Through the years I have been satisfied with Channel locks and as of late, Kobalt. And, if need be, I can lose the cheaper ones as good as I can the expensive ones.


----------



## gilbequick (Oct 6, 2007)

I've got the ones that go to 2", they're great. I don't like the comfort grips because they're too bulky. I've had the regular grips for years on Knipex pliers and they haven't worn out yet. IMO stay with the regular grips.


----------



## Bkessler (Feb 14, 2007)

Speedy and MD should just start a Knipex topic and be the first one one the top of the ET main page. Lucky for me I just lost my greenlee *****. I am getting the Knipex ones from lowes. I love the alligators and the cobra's.

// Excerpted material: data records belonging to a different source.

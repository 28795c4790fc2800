use serde::{Deserialize, Serialize};
use std::net::SocketAddr;
use std::path::PathBuf;

pub const DEFAULT_BIND_ADDR: &str = "0.0.0.0:5000";
pub const DEFAULT_DB_PATH: &str = "carteira.db";

/// Server settings; the binaries fill these from flags / environment.
#[derive(Clone, Debug, Serialize, Deserialize)]
pub struct ServerConfig {
    pub bind_addr: SocketAddr,
    pub db_path: PathBuf,
    /// Served under /static
    pub static_dir: PathBuf,
    /// File name offered by GET /download-db
    pub download_name: String,
}

impl Default for ServerConfig {
    fn default() -> Self {
        Self {
            bind_addr: SocketAddr::from(([0, 0, 0, 0], 5000)),
            db_path: PathBuf::from(DEFAULT_DB_PATH),
            static_dir: PathBuf::from("static"),
            download_name: DEFAULT_DB_PATH.to_string(),
        }
    }
}
use anyhow::{Context, Result};
use clap::{Parser, Subcommand};
use std::fs::File;
use std::io;
use std::path::PathBuf;

use carteira::{config::DEFAULT_DB_PATH, export_ledger_csv, Ledger};

#[derive(Parser)]
#[command(name = "carteira", version, about = "Personal balance and expense tracker")]
struct Cli {
    /// Path to the SQLite database (created if missing)
    #[arg(long, global = true, env = "CARTEIRA_DB", default_value = DEFAULT_DB_PATH)]
    db: PathBuf,

    #[command(subcommand)]
    command: Command,
}

#[derive(Subcommand)]
enum Command {
    /// Show the balance and every expense, newest first
    State,
    /// Add funds to the balance
    Deposit { amount: f64 },
    /// Record an expense
    Expense { categoria: String, valor: f64 },
    /// Delete an expense and refund its value
    Delete { id: i64 },
    /// Show the audit trail
    Events,
    /// Write expenses as CSV
    Export {
        /// Output file (stdout when omitted)
        #[arg(short, long)]
        output: Option<PathBuf>,
    },
}

fn main() -> Result<()> {
    tracing_subscriber::fmt()
        .with_env_filter(
            tracing_subscriber::EnvFilter::try_from_default_env()
                .unwrap_or_else(|_| tracing_subscriber::EnvFilter::new("warn")),
        )
        .with_writer(io::stderr)
        .init();

    let cli = Cli::parse();
    let ledger = Ledger::open(&cli.db)
        .with_context(|| format!("Failed to open database at {}", cli.db.display()))?;

    match cli.command {
        Command::State => {
            let state = ledger.get_state()?;
            println!("Saldo: {:.2}", state.balance);
            if state.expenses.is_empty() {
                println!("Nenhum gasto registrado.");
            }
            for expense in &state.expenses {
                println!(
                    "#{:<5} {}  {:<20} {:>10.2}",
                    expense.id, expense.created_at, expense.category, expense.value
                );
            }
        }
        Command::Deposit { amount } => {
            let balance = ledger.add_funds(amount)?;
            println!("✓ Saldo: {:.2}", balance);
        }
        Command::Expense { categoria, valor } => {
            let recorded = ledger.add_expense(&categoria, valor)?;
            println!(
                "✓ Gasto #{} registrado em {} - saldo: {:.2}",
                recorded.id, recorded.created_at, recorded.balance
            );
        }
        Command::Delete { id } => {
            let balance = ledger.delete_expense(id)?;
            println!("✓ Gasto #{} removido - saldo: {:.2}", id, balance);
        }
        Command::Events => {
            for event in ledger.events()? {
                println!(
                    "{}  {:<16} saldo {:>10.2}  {}",
                    event.timestamp.to_rfc3339(),
                    event.event_type,
                    event.balance,
                    event.data
                );
            }
        }
        Command::Export { output } => {
            let count = match output {
                Some(path) => {
                    let file = File::create(&path)
                        .with_context(|| format!("Failed to create {}", path.display()))?;
                    export_ledger_csv(&ledger, file)?
                }
                None => export_ledger_csv(&ledger, io::stdout().lock())?,
            };
            eprintln!("✓ Exported {} expenses", count);
        }
    }

    Ok(())
}
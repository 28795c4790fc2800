use thiserror::Error;

/// Errors produced by ledger operations.
///
/// `InvalidInput` and `NotFound` are the two caller-facing kinds; everything
/// else is a storage failure that the access layer reports as a server error.
#[derive(Error, Debug)]
pub enum LedgerError {
    #[error("{0}")]
    InvalidInput(String),

    #[error("Gasto não encontrado")]
    NotFound(i64),

    #[error("Database error: {0}")]
    Storage(#[from] rusqlite::Error),

    #[error("I/O error: {0}")]
    Io(#[from] std::io::Error),

    #[error("Serialization error: {0}")]
    Serialization(#[from] serde_json::Error),
}

impl LedgerError {
    /// True for the error kinds caused by the caller rather than the store.
    pub fn is_client_error(&self) -> bool {
        matches!(self, LedgerError::InvalidInput(_) | LedgerError::NotFound(_))
    }
}

pub type LedgerResult<T> = Result<T, LedgerError>;
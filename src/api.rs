// Carteira - HTTP access layer
// JSON API over the ledger, plus the page and the database download

use axum::{
    body::Bytes,
    extract::{Path, State},
    http::{header, StatusCode},
    response::{Html, IntoResponse, Json, Response},
    routing::{delete, get, post},
    Router,
};
use serde_json::{json, Map, Value};
use std::sync::Arc;
use tower_http::cors::CorsLayer;
use tower_http::services::ServeDir;
use tower_http::trace::TraceLayer;

use crate::config::ServerConfig;
use crate::error::{LedgerError, LedgerResult};
use crate::ledger::{Ledger, LedgerState, RecordedExpense};

/// Shared application state
#[derive(Clone)]
pub struct AppState {
    ledger: Arc<Ledger>,
    download_name: Arc<str>,
}

impl AppState {
    pub fn new(ledger: Arc<Ledger>, download_name: &str) -> Self {
        Self {
            ledger,
            download_name: Arc::from(download_name),
        }
    }

    pub fn ledger(&self) -> &Arc<Ledger> {
        &self.ledger
    }
}

/// Error response: `{"error": message}` with the matching status
#[derive(Debug)]
pub struct ApiError {
    status: StatusCode,
    message: String,
}

impl ApiError {
    fn not_found() -> Self {
        LedgerError::NotFound(0).into()
    }
}

impl From<LedgerError> for ApiError {
    fn from(err: LedgerError) -> Self {
        let status = match &err {
            LedgerError::InvalidInput(_) => StatusCode::BAD_REQUEST,
            LedgerError::NotFound(_) => StatusCode::NOT_FOUND,
            _ => StatusCode::INTERNAL_SERVER_ERROR,
        };

        if !err.is_client_error() {
            tracing::error!(error = %err, "ledger operation failed");
        }

        Self {
            status,
            message: err.to_string(),
        }
    }
}

impl IntoResponse for ApiError {
    fn into_response(self) -> Response {
        (self.status, Json(json!({ "error": self.message }))).into_response()
    }
}

/// Run a ledger operation off the async runtime
async fn with_ledger<T, F>(state: &AppState, op: F) -> Result<T, ApiError>
where
    T: Send + 'static,
    F: FnOnce(&Ledger) -> LedgerResult<T> + Send + 'static,
{
    let ledger = Arc::clone(&state.ledger);

    let result = tokio::task::spawn_blocking(move || op(&ledger))
        .await
        .map_err(|e| LedgerError::Io(std::io::Error::new(std::io::ErrorKind::Other, e)))?;

    Ok(result?)
}

// ============================================================================
// Request coercion
// ============================================================================

/// Anything that is not a JSON object counts as `{}`
fn parse_object(body: &[u8]) -> Map<String, Value> {
    match serde_json::from_slice::<Value>(body) {
        Ok(Value::Object(map)) => map,
        _ => Map::new(),
    }
}

/// Numbers and numeric strings are accepted; a missing field is 0.
/// Unparseable strings become NaN so the ledger rejects them.
fn coerce_number(value: Option<&Value>) -> f64 {
    match value {
        Some(Value::Number(n)) => n.as_f64().unwrap_or(f64::NAN),
        Some(Value::String(s)) => s.trim().parse().unwrap_or(f64::NAN),
        Some(Value::Bool(b)) => f64::from(u8::from(*b)),
        _ => 0.0,
    }
}

fn coerce_text(value: Option<&Value>) -> String {
    match value {
        Some(Value::String(s)) => s.clone(),
        Some(Value::Number(n)) => n.to_string(),
        _ => String::new(),
    }
}

// ============================================================================
// API Handlers
// ============================================================================

/// GET / - Serve index.html
async fn serve_index() -> impl IntoResponse {
    Html(include_str!("../web/index.html"))
}

/// GET /api/health - Health check
async fn health_check() -> impl IntoResponse {
    Json(json!({ "status": "ok" }))
}

/// GET /api/state - Balance and expenses, newest first
async fn get_state(State(state): State<AppState>) -> Result<Json<LedgerState>, ApiError> {
    let ledger_state = with_ledger(&state, |ledger| ledger.get_state()).await?;
    Ok(Json(ledger_state))
}

/// POST /api/saldo - {amount}
async fn add_funds(State(state): State<AppState>, body: Bytes) -> Result<Json<Value>, ApiError> {
    let data = parse_object(&body);
    let amount = coerce_number(data.get("amount"));

    let balance = with_ledger(&state, move |ledger| ledger.add_funds(amount)).await?;
    Ok(Json(json!({ "balance": balance })))
}

/// POST /api/gasto - {categoria, valor}
async fn add_expense(
    State(state): State<AppState>,
    body: Bytes,
) -> Result<Json<RecordedExpense>, ApiError> {
    let data = parse_object(&body);
    let category = coerce_text(data.get("categoria"));
    let value = coerce_number(data.get("valor"));

    let recorded = with_ledger(&state, move |ledger| ledger.add_expense(&category, value)).await?;
    Ok(Json(recorded))
}

/// DELETE /api/gasto/:id
async fn delete_expense(
    State(state): State<AppState>,
    Path(id): Path<String>,
) -> Result<Json<Value>, ApiError> {
    let id: i64 = id.parse().map_err(|_| ApiError::not_found())?;

    let balance = with_ledger(&state, move |ledger| ledger.delete_expense(id)).await?;
    Ok(Json(json!({ "balance": balance })))
}

/// GET /api/events - Audit trail, newest first
async fn get_events(State(state): State<AppState>) -> Result<Json<Value>, ApiError> {
    let events = with_ledger(&state, |ledger| ledger.events()).await?;
    Ok(Json(json!({ "events": events })))
}

/// GET /download-db - Database file as an attachment
async fn download_db(State(state): State<AppState>) -> Result<Response, ApiError> {
    let bytes = with_ledger(&state, |ledger| ledger.snapshot_bytes()).await?;
    let disposition = format!("attachment; filename=\"{}\"", state.download_name);

    Ok((
        [
            (header::CONTENT_TYPE, "application/octet-stream".to_string()),
            (header::CONTENT_DISPOSITION, disposition),
        ],
        bytes,
    )
        .into_response())
}

// ============================================================================
// Router / Server
// ============================================================================

/// Build the router with all endpoints (used by the server and the tests)
pub fn build_router(state: AppState, static_dir: &std::path::Path) -> Router {
    let api_routes = Router::new()
        .route("/health", get(health_check))
        .route("/state", get(get_state))
        .route("/saldo", post(add_funds))
        .route("/gasto", post(add_expense))
        .route("/gasto/:id", delete(delete_expense))
        .route("/events", get(get_events));

    Router::new()
        .route("/", get(serve_index))
        .route("/download-db", get(download_db))
        .nest("/api", api_routes)
        .nest_service("/static", ServeDir::new(static_dir))
        .with_state(state)
        .layer(TraceLayer::new_for_http())
        .layer(CorsLayer::permissive())
}

/// Open the ledger named by `config` and serve until Ctrl+C
pub async fn serve(config: ServerConfig) -> anyhow::Result<()> {
    use anyhow::Context;

    let ledger = Ledger::open(&config.db_path)
        .with_context(|| format!("Failed to open database at {}", config.db_path.display()))?;
    tracing::info!(path = %config.db_path.display(), "database opened");

    let state = AppState::new(Arc::new(ledger), &config.download_name);
    let app = build_router(state, &config.static_dir);

    let listener = tokio::net::TcpListener::bind(config.bind_addr)
        .await
        .with_context(|| format!("Failed to bind to {}", config.bind_addr))?;
    tracing::info!("carteira server listening on http://{}", config.bind_addr);

    axum::serve(listener, app)
        .with_graceful_shutdown(async {
            if let Err(e) = tokio::signal::ctrl_c().await {
                tracing::warn!(error = %e, "failed to listen for Ctrl+C");
            }
        })
        .await
        .context("Server error")?;

    tracing::info!("server stopped");
    Ok(())
}
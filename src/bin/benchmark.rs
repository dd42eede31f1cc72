use std::time::{Duration, Instant};

use clap::Parser;
use indicatif::ParallelProgressIterator;
use rand::prelude::*;
use rayon::prelude::*;
use settled_paths::{
    graphs::graph_functions::validate_path,
    shortest_paths,
    utility::{get_progressbar, random_graph},
    Graph, PathError,
};
use tracing::info;

/// Times single source searches on a random graph. The queries share one
/// read-only graph and run in parallel.
#[derive(Parser, Debug)]
#[command(author, version, about, long_about = None)]
struct Args {
    #[arg(short = 'n', long, default_value_t = 10_000)]
    vertices: u32,

    #[arg(short = 'm', long, default_value_t = 50_000)]
    edges: usize,

    #[arg(short = 'w', long, default_value_t = 1_000)]
    max_weight: u64,

    /// Number of single source searches
    #[arg(short, long, default_value_t = 100)]
    queries: usize,

    #[arg(short, long, default_value_t = 0)]
    seed: u64,
}

fn main() -> anyhow::Result<()> {
    tracing_subscriber::fmt()
        .with_env_filter(
            tracing_subscriber::EnvFilter::try_from_default_env()
                .unwrap_or_else(|_| tracing_subscriber::EnvFilter::new("info")),
        )
        .init();

    let args = Args::parse();
    anyhow::ensure!(args.vertices > 0, "the graph needs at least one vertex");

    let graph = random_graph(args.seed, args.vertices, args.edges, args.max_weight);
    info!(
        vertices = graph.number_of_vertices(),
        edges = graph.number_of_edges(),
        "random graph generated"
    );

    let mut rng = StdRng::seed_from_u64(args.seed.wrapping_add(1));
    let requests: Vec<(u32, u32)> = (0..args.queries)
        .map(|_| {
            (
                rng.gen_range(0..args.vertices),
                rng.gen_range(0..args.vertices),
            )
        })
        .collect();

    let bar = get_progressbar("Running searches", requests.len() as u64);
    let durations = requests
        .par_iter()
        .progress_with(bar.clone())
        .map(|(source, target)| -> anyhow::Result<Duration> {
            let start = Instant::now();
            let data = shortest_paths(&graph, source)?;
            let duration = start.elapsed();

            match data.get_path(target) {
                Ok(path) => {
                    let distance = data
                        .get_distance(target)
                        .ok_or_else(|| anyhow::anyhow!("path to unreachable vertex {}", target))?;
                    validate_path(&graph, source, distance, &path).map_err(anyhow::Error::msg)?;
                }
                Err(PathError::UnreachableTarget { .. }) => {}
                Err(error) => return Err(error.into()),
            }

            Ok(duration)
        })
        .collect::<anyhow::Result<Vec<_>>>()?;
    bar.finish_and_clear();

    let total: Duration = durations.iter().sum();
    println!(
        "Average dijkstra duration over {} searches is {:?}",
        durations.len(),
        total / durations.len().max(1) as u32
    );

    Ok(())
}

I heard knipex was started by the third Reich during WWII I always doubted it based on the unreliability of the bozo that told me.





http://en.wikipedia.org/wiki/Knipex#History

I knew it was BS


----------



## Pilky (Oct 20, 2009)

gilbequick said:


> I've got the ones that go to 2", they're great. I don't like the comfort grips because they're too bulky. I've had the regular grips for years on Knipex pliers and they haven't worn out yet. IMO stay with the regular grips.



Do you ever see yourself needing anything more then 2"?

I'm thinking the 10" and 7" will be fine like Petey said.


----------



## gilbequick (Oct 6, 2007)

Pilky said:


> Do you ever see yourself needing anything more then 2"?
> 
> I'm thinking the 10" and 7" will be fine like Petey said.


If you're using compression couplings you need 2 pair of pliers. I keep 2 of the 250mm (10in) and 1 of the 180mm (7.25 in). I really don't use the small ones much, if ever though. IMO you should have 2 pair of the 10's.


----------



## Comingler (Jun 4, 2010)

Agreed, having two larger sized pliers is a must. I like to have 10" and 12".

"Do you ever see yourself needing anything more then 2"?" 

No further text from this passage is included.